_PROBLEM TO WORK ON_: Could you find every line in the records below that contains the word "submissions" and copy it?

Stored dataset items:
--*--
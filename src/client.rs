//! Registry client: serialize, wait for admission, dispatch.
//!
//! Order of operations for [`RegistryClient::create_document`]:
//! 1. The document is serialized. A serialization failure returns before any
//!    permit is consumed.
//! 2. The caller waits on the shared [`AdmissionGate`].
//! 3. The request is spawned onto the runtime and a [`Submission`] handle is
//!    returned. The gate does not await or inspect the response; the caller
//!    may await the handle or drop it.

use crate::document::Document;
use crate::error::{ClientError, SubmitError, TransportError};
use crate::gate::{AdmissionGate, Permit, RateWindow, TimeUnit};
use crate::transport::{PreparedRequest, ReqwestTransport, Transport, TransportResponse};
use reqwest::header::{HeaderMap, HeaderName, HeaderValue, CONTENT_TYPE};
use reqwest::Method;
use serde::Deserialize;
use std::path::Path;
use std::sync::Arc;
use std::time::Duration;
use tokio::task::JoinHandle;
use url::Url;

/// Document creation endpoint of the production registry.
pub const DEFAULT_ENDPOINT: &str = "https://ismp.crpt.ru/api/v3/lk/documents/create";

/// File-loadable client settings. Missing fields take their defaults.
#[derive(Debug, Clone, PartialEq, Eq, Deserialize)]
#[serde(default)]
pub struct ClientConfig {
    pub endpoint: String,
    /// Maximum submissions per window.
    pub capacity: usize,
    /// Window length in milliseconds.
    pub window_ms: u64,
    pub request_timeout_ms: Option<u64>,
}

impl Default for ClientConfig {
    fn default() -> Self {
        Self {
            endpoint: DEFAULT_ENDPOINT.to_string(),
            capacity: 10,
            window_ms: 1_000,
            request_timeout_ms: Some(30_000),
        }
    }
}

impl ClientConfig {
    pub fn from_json_str(raw: &str) -> Result<Self, ClientError> {
        Ok(serde_json::from_str(raw)?)
    }

    pub fn from_json_file(path: impl AsRef<Path>) -> Result<Self, ClientError> {
        let raw = std::fs::read_to_string(path)?;
        Self::from_json_str(&raw)
    }
}

/// Builder for [`RegistryClient`]. Inputs are validated in [`build`](Self::build).
#[derive(Debug)]
pub struct RegistryClientBuilder {
    endpoint: String,
    capacity: usize,
    window: Duration,
    request_timeout: Option<Duration>,
    headers: Vec<(String, String)>,
    transport: Option<Arc<dyn Transport>>,
    gate: Option<AdmissionGate>,
}

impl RegistryClientBuilder {
    pub fn new() -> Self {
        Self::from_config(&ClientConfig::default())
    }

    pub fn from_config(config: &ClientConfig) -> Self {
        Self {
            endpoint: config.endpoint.clone(),
            capacity: config.capacity,
            window: Duration::from_millis(config.window_ms),
            request_timeout: config.request_timeout_ms.map(Duration::from_millis),
            headers: Vec::new(),
            transport: None,
            gate: None,
        }
    }

    pub fn endpoint(mut self, endpoint: impl Into<String>) -> Self {
        self.endpoint = endpoint.into();
        self
    }

    /// At most `capacity` submissions per `window`.
    pub fn rate(mut self, capacity: usize, window: Duration) -> Self {
        self.capacity = capacity;
        self.window = window;
        self
    }

    /// At most `capacity` submissions per one `unit`.
    pub fn rate_per(self, unit: TimeUnit, capacity: usize) -> Self {
        self.rate(capacity, unit.as_duration())
    }

    pub fn request_timeout(mut self, timeout: Duration) -> Self {
        self.request_timeout = Some(timeout);
        self
    }

    /// Extra header sent with every submission.
    pub fn header(mut self, name: impl Into<String>, value: impl Into<String>) -> Self {
        self.headers.push((name.into(), value.into()));
        self
    }

    /// Replace the HTTP transport. The request timeout is not applied to custom transports.
    pub fn transport<T: Transport + 'static>(mut self, transport: T) -> Self {
        self.transport = Some(Arc::new(transport));
        self
    }

    /// Share an existing gate instead of creating one. The configured rate is ignored.
    pub fn gate(mut self, gate: AdmissionGate) -> Self {
        self.gate = Some(gate);
        self
    }

    pub fn build(self) -> Result<RegistryClient, ClientError> {
        let gate = match self.gate {
            Some(gate) => gate,
            None => AdmissionGate::new(RateWindow::new(self.capacity, self.window)?)?,
        };
        let endpoint = Url::parse(&self.endpoint)?;

        let mut headers = HeaderMap::new();
        headers.insert(CONTENT_TYPE, HeaderValue::from_static("application/json"));
        for (name, value) in &self.headers {
            let name = HeaderName::from_bytes(name.as_bytes())
                .map_err(|e| ClientError::Header(format!("{name}: {e}")))?;
            let value = HeaderValue::from_str(value)
                .map_err(|e| ClientError::Header(format!("{name}: {e}")))?;
            headers.insert(name, value);
        }

        let transport: Arc<dyn Transport> = match self.transport {
            Some(transport) => transport,
            None => {
                let mut http = ReqwestTransport::new(reqwest::Client::builder().build()?);
                if let Some(timeout) = self.request_timeout {
                    http = http.with_timeout(timeout);
                }
                Arc::new(http)
            }
        };

        Ok(RegistryClient { endpoint, headers, gate, transport })
    }
}

impl Default for RegistryClientBuilder {
    fn default() -> Self {
        Self::new()
    }
}

/// Rate-limited client for the registry's document creation endpoint.
///
/// Clones share the same gate, so the limit holds across every handle.
#[derive(Debug, Clone)]
pub struct RegistryClient {
    endpoint: Url,
    headers: HeaderMap,
    gate: AdmissionGate,
    transport: Arc<dyn Transport>,
}

impl RegistryClient {
    pub fn builder() -> RegistryClientBuilder {
        RegistryClientBuilder::new()
    }

    /// Client for the default endpoint admitting `request_limit` submissions per one `unit`.
    pub fn new(unit: TimeUnit, request_limit: usize) -> Result<Self, ClientError> {
        Self::builder().rate_per(unit, request_limit).build()
    }

    pub fn gate(&self) -> &AdmissionGate {
        &self.gate
    }

    pub fn endpoint(&self) -> &Url {
        &self.endpoint
    }

    /// Submit `document`, waiting for admission as long as needed.
    pub async fn create_document(&self, document: &Document) -> Result<Submission, SubmitError> {
        let request = self.prepare(document)?;
        let permit = self.gate.acquire().await?;
        Ok(self.dispatch(request, permit, &document.doc_id))
    }

    /// Submit `document`, giving up if no permit is granted within `limit`.
    pub async fn create_document_timeout(
        &self,
        document: &Document,
        limit: Duration,
    ) -> Result<Submission, SubmitError> {
        let request = self.prepare(document)?;
        let permit = self.gate.acquire_timeout(limit).await?;
        Ok(self.dispatch(request, permit, &document.doc_id))
    }

    /// Stop admitting submissions. Callers waiting on the gate get `GateError::Cancelled`.
    pub fn shutdown(&self) {
        self.gate.shutdown();
    }

    fn prepare(&self, document: &Document) -> Result<PreparedRequest, SubmitError> {
        let body = document.to_payload().map_err(SubmitError::Payload)?;
        Ok(PreparedRequest {
            method: Method::POST,
            url: self.endpoint.clone(),
            headers: self.headers.clone(),
            body,
        })
    }

    fn dispatch(&self, request: PreparedRequest, permit: Permit, doc_id: &str) -> Submission {
        tracing::debug!(doc_id, slot = permit.slot(), "dispatching document");
        let transport = self.transport.clone();
        let doc_id = doc_id.to_string();
        let handle = tokio::spawn(async move {
            let result = transport.send(request).await;
            match &result {
                Ok(response) if !response.is_success() => {
                    let status = response.status;
                    tracing::warn!(%doc_id, %status, "registry rejected document");
                }
                Ok(_) => {}
                Err(error) => tracing::warn!(%doc_id, %error, "document dispatch failed"),
            }
            result
        });
        Submission { permit, handle }
    }
}

/// An admitted submission whose request is in flight.
///
/// Dropping the handle does not cancel the request.
#[derive(Debug)]
pub struct Submission {
    permit: Permit,
    handle: JoinHandle<Result<TransportResponse, TransportError>>,
}

impl Submission {
    /// Permit the submission was admitted under.
    pub fn permit(&self) -> Permit {
        self.permit
    }

    /// Wait for the registry's response.
    pub async fn response(self) -> Result<TransportResponse, SubmitError> {
        Ok(self.handle.await??)
    }
}

#[cfg(test)]
mod tests {
    use super::*;
    use crate::error::{ConfigError, GateError};

    #[test]
    fn config_defaults_fill_missing_fields() {
        let config = ClientConfig::from_json_str(r#"{ "capacity": 3 }"#).unwrap();
        assert_eq!(config.capacity, 3);
        assert_eq!(config.window_ms, 1_000);
        assert_eq!(config.endpoint, DEFAULT_ENDPOINT);
    }

    #[test]
    fn malformed_config_is_a_parse_error() {
        let err = ClientConfig::from_json_str(r#"{ "capacity": "many" }"#).unwrap_err();
        assert!(matches!(err, ClientError::Parse(_)));
    }

    #[tokio::test]
    async fn zero_capacity_fails_at_build() {
        let err = RegistryClient::new(TimeUnit::Second, 0).unwrap_err();
        assert!(matches!(err, ClientError::Config(ConfigError::ZeroCapacity { .. })));
    }

    #[tokio::test]
    async fn unallocatable_capacity_fails_at_build() {
        let err = RegistryClient::builder()
            .rate(usize::MAX, Duration::from_secs(1))
            .build()
            .unwrap_err();
        assert!(matches!(err, ClientError::Config(ConfigError::CapacityTooLarge { .. })));
    }

    #[tokio::test]
    async fn relative_endpoint_is_rejected() {
        let err = RegistryClient::builder().endpoint("/documents/create").build().unwrap_err();
        assert!(matches!(err, ClientError::Endpoint(_)));
    }

    #[tokio::test]
    async fn bad_header_is_rejected() {
        let err = RegistryClient::builder().header("bad header", "x").build().unwrap_err();
        assert!(matches!(err, ClientError::Header(_)));
    }

    #[tokio::test]
    async fn clients_built_on_one_gate_share_its_window() {
        let gate = AdmissionGate::new(RateWindow::per_minute(1).unwrap()).unwrap();
        let a = RegistryClient::builder().gate(gate.clone()).build().unwrap();
        let b = RegistryClient::builder().gate(gate.clone()).build().unwrap();

        a.gate().try_acquire().unwrap();
        assert!(b.gate().try_acquire().is_err());
        b.shutdown();
        assert_eq!(a.gate().acquire().await, Err(GateError::Cancelled));
    }
}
--*--
_RESPONSE TO THE EXERCISE_:
    /// Maximum submissions per window.
    /// At most `capacity` submissions per `window`.
    /// At most `capacity` submissions per one `unit`.
    /// Client for the default endpoint admitting `request_limit` submissions per one `unit`.
    /// Stop admitting submissions. Callers waiting on the gate get `GateError::Cancelled`.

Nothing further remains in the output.